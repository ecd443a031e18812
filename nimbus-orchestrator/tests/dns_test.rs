mod common;

use common::fixture;
use nimbus_common::{CoreError, InstanceState, RecordType};
use nimbus_orchestrator::dns_job::DnsReconciler;
use nimbus_orchestrator::services::{DnsService, NetworkService, RecordRequest};
use nimbus_orchestrator::store::NewDnsRecord;
use nimbus_orchestrator::Reconciler;

#[tokio::test]
async fn reconciler_restores_and_prunes_auto_records() {
    let f = fixture();
    let net = NetworkService::new(f.svc.clone(), "10.0.0.0/16");
    let vpc = net.create_vpc("prod", None).await.unwrap();

    // Instances launched before the zone existed have no record yet.
    let web = f.running("web", Some(vpc.id)).await;
    let db = f.running("db", Some(vpc.id)).await;
    let dns = DnsService::new(f.svc.clone());
    let zone = dns.create_zone("prod.internal.", Some(vpc.id)).await.unwrap();
    assert_eq!(zone.name, "prod.internal");
    assert!(f.store.list_records(zone.id).await.unwrap().is_empty());

    let reconciler = DnsReconciler::new(f.svc.clone());
    assert_eq!(reconciler.reconcile(&f.token).await.unwrap(), 2);
    assert_eq!(f.store.list_records(zone.id).await.unwrap().len(), 2);

    // A record left behind by an instance that stopped running is pruned.
    f.store
        .transition(db.id, &[InstanceState::Running], InstanceState::Stopped, &Default::default(), "powered off")
        .await
        .unwrap();
    assert_eq!(reconciler.reconcile(&f.token).await.unwrap(), 1);

    let records = f.store.list_records(zone.id).await.unwrap();
    assert_eq!(records.len(), 1);
    assert_eq!(records[0].instance_id, Some(web.id));
    assert_eq!(reconciler.reconcile(&f.token).await.unwrap(), 0);
}

#[tokio::test]
async fn duplicate_auto_records_collapse_to_one() {
    let f = fixture();
    let net = NetworkService::new(f.svc.clone(), "10.0.0.0/16");
    let vpc = net.create_vpc("prod", None).await.unwrap();
    let zone = f.store.insert_zone("prod.internal", Some(vpc.id), None).await.unwrap();
    let web = f.running("web", Some(vpc.id)).await;

    f.store
        .insert_record(&NewDnsRecord {
            zone_id: zone.id,
            name: "web".into(),
            record_type: RecordType::A,
            content: "10.9.9.9".into(),
            ttl: 300,
            auto_managed: true,
            instance_id: Some(web.id),
        })
        .await
        .unwrap();
    assert_eq!(f.store.auto_records_for(web.id).await.unwrap().len(), 2);

    DnsReconciler::new(f.svc.clone()).reconcile(&f.token).await.unwrap();
    let left = f.store.auto_records_for(web.id).await.unwrap();
    assert_eq!(left.len(), 1);
    assert_eq!(left[0].content, "127.0.0.1");
}

#[tokio::test]
async fn manual_records_clamp_ttl_and_are_never_auto() {
    let f = fixture();
    let dns = DnsService::new(f.svc.clone());
    let zone = dns.create_zone("example.test", None).await.unwrap();

    let rec = dns
        .create_record(
            zone.id,
            RecordRequest {
                name: "www".into(),
                record_type: "a".into(),
                content: "192.0.2.10".into(),
                ttl: Some(5),
            },
        )
        .await
        .unwrap();
    assert_eq!(rec.ttl, 60);
    assert!(!rec.auto_managed);
    assert!(rec.instance_id.is_none());

    let bad = dns
        .create_record(
            zone.id,
            RecordRequest {
                name: "www".into(),
                record_type: "A".into(),
                content: "not-an-ip".into(),
                ttl: None,
            },
        )
        .await;
    assert!(matches!(bad, Err(CoreError::Validation { .. })));

    dns.delete_record(zone.id, rec.id).await.unwrap();
    assert!(f.store.list_records(zone.id).await.unwrap().is_empty());
}

#[tokio::test]
async fn a_vpc_owns_at_most_one_zone() {
    let f = fixture();
    let net = NetworkService::new(f.svc.clone(), "10.0.0.0/16");
    let vpc = net.create_vpc("prod", None).await.unwrap();
    let dns = DnsService::new(f.svc.clone());

    dns.create_zone("a.internal", Some(vpc.id)).await.unwrap();
    assert!(matches!(
        dns.create_zone("b.internal", Some(vpc.id)).await,
        Err(CoreError::Conflict(_))
    ));
}
// Instances, load balancers, autoscaling, cron and container deployments
use std::sync::Arc;

use axum::routing::{delete, get, post};
use axum::Router;

use crate::app::AppState;
use crate::handlers::{autoscaling, containers, cron, events, instances, load_balancers};

pub fn create_compute_routes() -> Router<Arc<AppState>> {
    Router::new()
        // Instances
        .route("/instances", get(instances::list_instances).post(instances::create_instance))
        .route(
            "/instances/{id}",
            get(instances::get_instance).delete(instances::terminate_instance),
        )
        .route("/instances/{id}/history", get(instances::instance_history))
        .route("/instances/{id}/metrics", post(instances::record_metric))
        .route("/instances/{id}/logs", get(instances::instance_logs))
        // Load balancers
        .route("/lb", get(load_balancers::list_lbs).post(load_balancers::create_lb))
        .route("/lb/{id}", get(load_balancers::get_lb).delete(load_balancers::delete_lb))
        .route("/lb/{id}/targets", post(load_balancers::add_target))
        .route("/lb/{id}/targets/{instance_id}", delete(load_balancers::remove_target))
        // Autoscaling
        .route(
            "/autoscaling/groups",
            get(autoscaling::list_groups).post(autoscaling::create_group),
        )
        .route(
            "/autoscaling/groups/{id}",
            get(autoscaling::get_group).delete(autoscaling::delete_group),
        )
        .route("/autoscaling/groups/{id}/policies", post(autoscaling::create_policy))
        // Cron
        .route("/cron/jobs", get(cron::list_jobs).post(cron::create_job))
        .route("/cron/jobs/{id}", get(cron::get_job).delete(cron::delete_job))
        .route("/cron/jobs/{id}/pause", post(cron::pause_job))
        .route("/cron/jobs/{id}/resume", post(cron::resume_job))
        // Container deployments
        .route(
            "/containers/deployments",
            get(containers::list_deployments).post(containers::create_deployment),
        )
        .route("/containers/deployments/{id}", get(containers::get_deployment))
        .route("/containers/deployments/{id}/scale", post(containers::scale_deployment))
        // Event stream
        .route("/events", get(events::events_stream))
}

┄┄┄┄┄┄

**Your instructions**
Please output the complete data exactly.

**Solution to this exercise**
repository ecd443a031e18812
filename nimbus-orchestrator/tests/dns_test.rs
mod common;

use common::fixture;
use nimbus_common::{CoreError, InstanceState, RecordType};
use nimbus_orchestrator::dns_job::DnsReconciler;
use nimbus_orchestrator::services::{DnsService, NetworkService, RecordRequest};
use nimbus_orchestrator::store::NewDnsRecord;
use nimbus_orchestrator::Reconciler;

#[tokio::test]
async fn reconciler_restores_and_prunes_auto_records() {
    let f = fixture();
    let net = NetworkService::new(f.svc.clone(), "10.0.0.0/16");
    let vpc = net.create_vpc("prod", None).await.unwrap();

    // Instances launched before the zone existed have no record yet.
    let web = f.running("web", Some(vpc.id)).await;
    let db = f.running("db", Some(vpc.id)).await;
    let dns = DnsService::new(f.svc.clone());
    let zone = dns.create_zone("prod.internal.", Some(vpc.id)).await.unwrap();
    assert_eq!(zone.name, "prod.internal");
    assert!(f.store.list_records(zone.id).await.unwrap().is_empty());

    let reconciler = DnsReconciler::new(f.svc.clone());
    assert_eq!(reconciler.reconcile(&f.token).await.unwrap(), 2);
    assert_eq!(f.store.list_records(zone.id).await.unwrap().len(), 2);

    // A record left behind by an instance that stopped running is pruned.
    f.store
        .transition(db.id, &[InstanceState::Running], InstanceState::Stopped, &Default::default(), "powered off")
        .await
        .unwrap();
    assert_eq!(reconciler.reconcile(&f.token).await.unwrap(), 1);

    let records = f.store.list_records(zone.id).await.unwrap();
    assert_eq!(records.len(), 1);
    assert_eq!(records[0].instance_id, Some(web.id));
    assert_eq!(reconciler.reconcile(&f.token).await.unwrap(), 0);
}

#[tokio::test]
async fn duplicate_auto_records_collapse_to_one() {
    let f = fixture();
    let net = NetworkService::new(f.svc.clone(), "10.0.0.0/16");
    let vpc = net.create_vpc("prod", None).await.unwrap();
    let zone = f.store.insert_zone("prod.internal", Some(vpc.id), None).await.unwrap();
    let web = f.running("web", Some(vpc.id)).await;

    f.store
        .insert_record(&NewDnsRecord {
            zone_id: zone.id,
            name: "web".into(),
            record_type: RecordType::A,
            content: "10.9.9.9".into(),
            ttl: 300,
            auto_managed: true,
            instance_id: Some(web.id),
        })
        .await
        .unwrap();
    assert_eq!(f.store.auto_records_for(web.id).await.unwrap().len(), 2);

    DnsReconciler::new(f.svc.clone()).reconcile(&f.token).await.unwrap();
    let left = f.store.auto_records_for(web.id).await.unwrap();
    assert_eq!(left.len(), 1);
    assert_eq!(left[0].content, "127.0.0.1");
}

#[tokio::test]
async fn manual_records_clamp_ttl_and_are_never_auto() {
    let f = fixture();
    let dns = DnsService::new(f.svc.clone());
    let zone = dns.create_zone("example.test", None).await.unwrap();

    let rec = dns
        .create_record(
            zone.id,
            RecordRequest {
                name: "www".into(),
                record_type: "a".into(),
                content: "192.0.2.10".into(),
                ttl: Some(5),
            },
        )
        .await
        .unwrap();
    assert_eq!(rec.ttl, 60);
    assert!(!rec.auto_managed);
    assert!(rec.instance_id.is_none());

    let bad = dns
        .create_record(
            zone.id,
            RecordRequest {
                name: "www".into(),
                record_type: "A".into(),
                content: "not-an-ip".into(),
                ttl: None,
            },
        )
        .await;
    assert!(matches!(bad, Err(CoreError::Validation { .. })));

    dns.delete_record(zone.id, rec.id).await.unwrap();
    assert!(f.store.list_records(zone.id).await.unwrap().is_empty());
}

#[tokio::test]
async fn a_vpc_owns_at_most_one_zone() {
    let f = fixture();
    let net = NetworkService::new(f.svc.clone(), "10.0.0.0/16");
    let vpc = net.create_vpc("prod", None).await.unwrap();
    let dns = DnsService::new(f.svc.clone());

    dns.create_zone("a.internal", Some(vpc.id)).await.unwrap();
    assert!(matches!(
        dns.create_zone("b.internal", Some(vpc.id)).await,
        Err(CoreError::Conflict(_))
    ));
}
// Instances, load balancers, autoscaling, cron and container deployments
use std::sync::Arc;

use axum::routing::{delete, get, post};
use axum::Router;

use crate::app::AppState;
use crate::handlers::{autoscaling, containers, cron, events, instances, load_balancers};

pub fn create_compute_routes() -> Router<Arc<AppState>> {
    Router::new()
        // Instances
        .route("/instances", get(instances::list_instances).post(instances::create_instance))
        .route(
            "/instances/{id}",
            get(instances::get_instance).delete(instances::terminate_instance),
        )
        .route("/instances/{id}/history", get(instances::instance_history))
        .route("/instances/{id}/metrics", post(instances::record_metric))
        .route("/instances/{id}/logs", get(instances::instance_logs))
        // Load balancers
        .route("/lb", get(load_balancers::list_lbs).post(load_balancers::create_lb))
        .route("/lb/{id}", get(load_balancers::get_lb).delete(load_balancers::delete_lb))
        .route("/lb/{id}/targets", post(load_balancers::add_target))
        .route("/lb/{id}/targets/{instance_id}", delete(load_balancers::remove_target))
        // Autoscaling
        .route(
            "/autoscaling/groups",
            get(autoscaling::list_groups).post(autoscaling::create_group),
        )
        .route(
            "/autoscaling/groups/{id}",
            get(autoscaling::get_group).delete(autoscaling::delete_group),
        )
        .route("/autoscaling/groups/{id}/policies", post(autoscaling::create_policy))
        // Cron
        .route("/cron/jobs", get(cron::list_jobs).post(cron::create_job))
        .route("/cron/jobs/{id}", get(cron::get_job).delete(cron::delete_job))
        .route("/cron/jobs/{id}/pause", post(cron::pause_job))
        .route("/cron/jobs/{id}/resume", post(cron::resume_job))
        // Container deployments
        .route(
            "/containers/deployments",
            get(containers::list_deployments).post(containers::create_deployment),
        )
        .route("/containers/deployments/{id}", get(containers::get_deployment))
        .route("/containers/deployments/{id}/scale", post(containers::scale_deployment))
        // Event stream
        .route("/events", get(events::events_stream))
}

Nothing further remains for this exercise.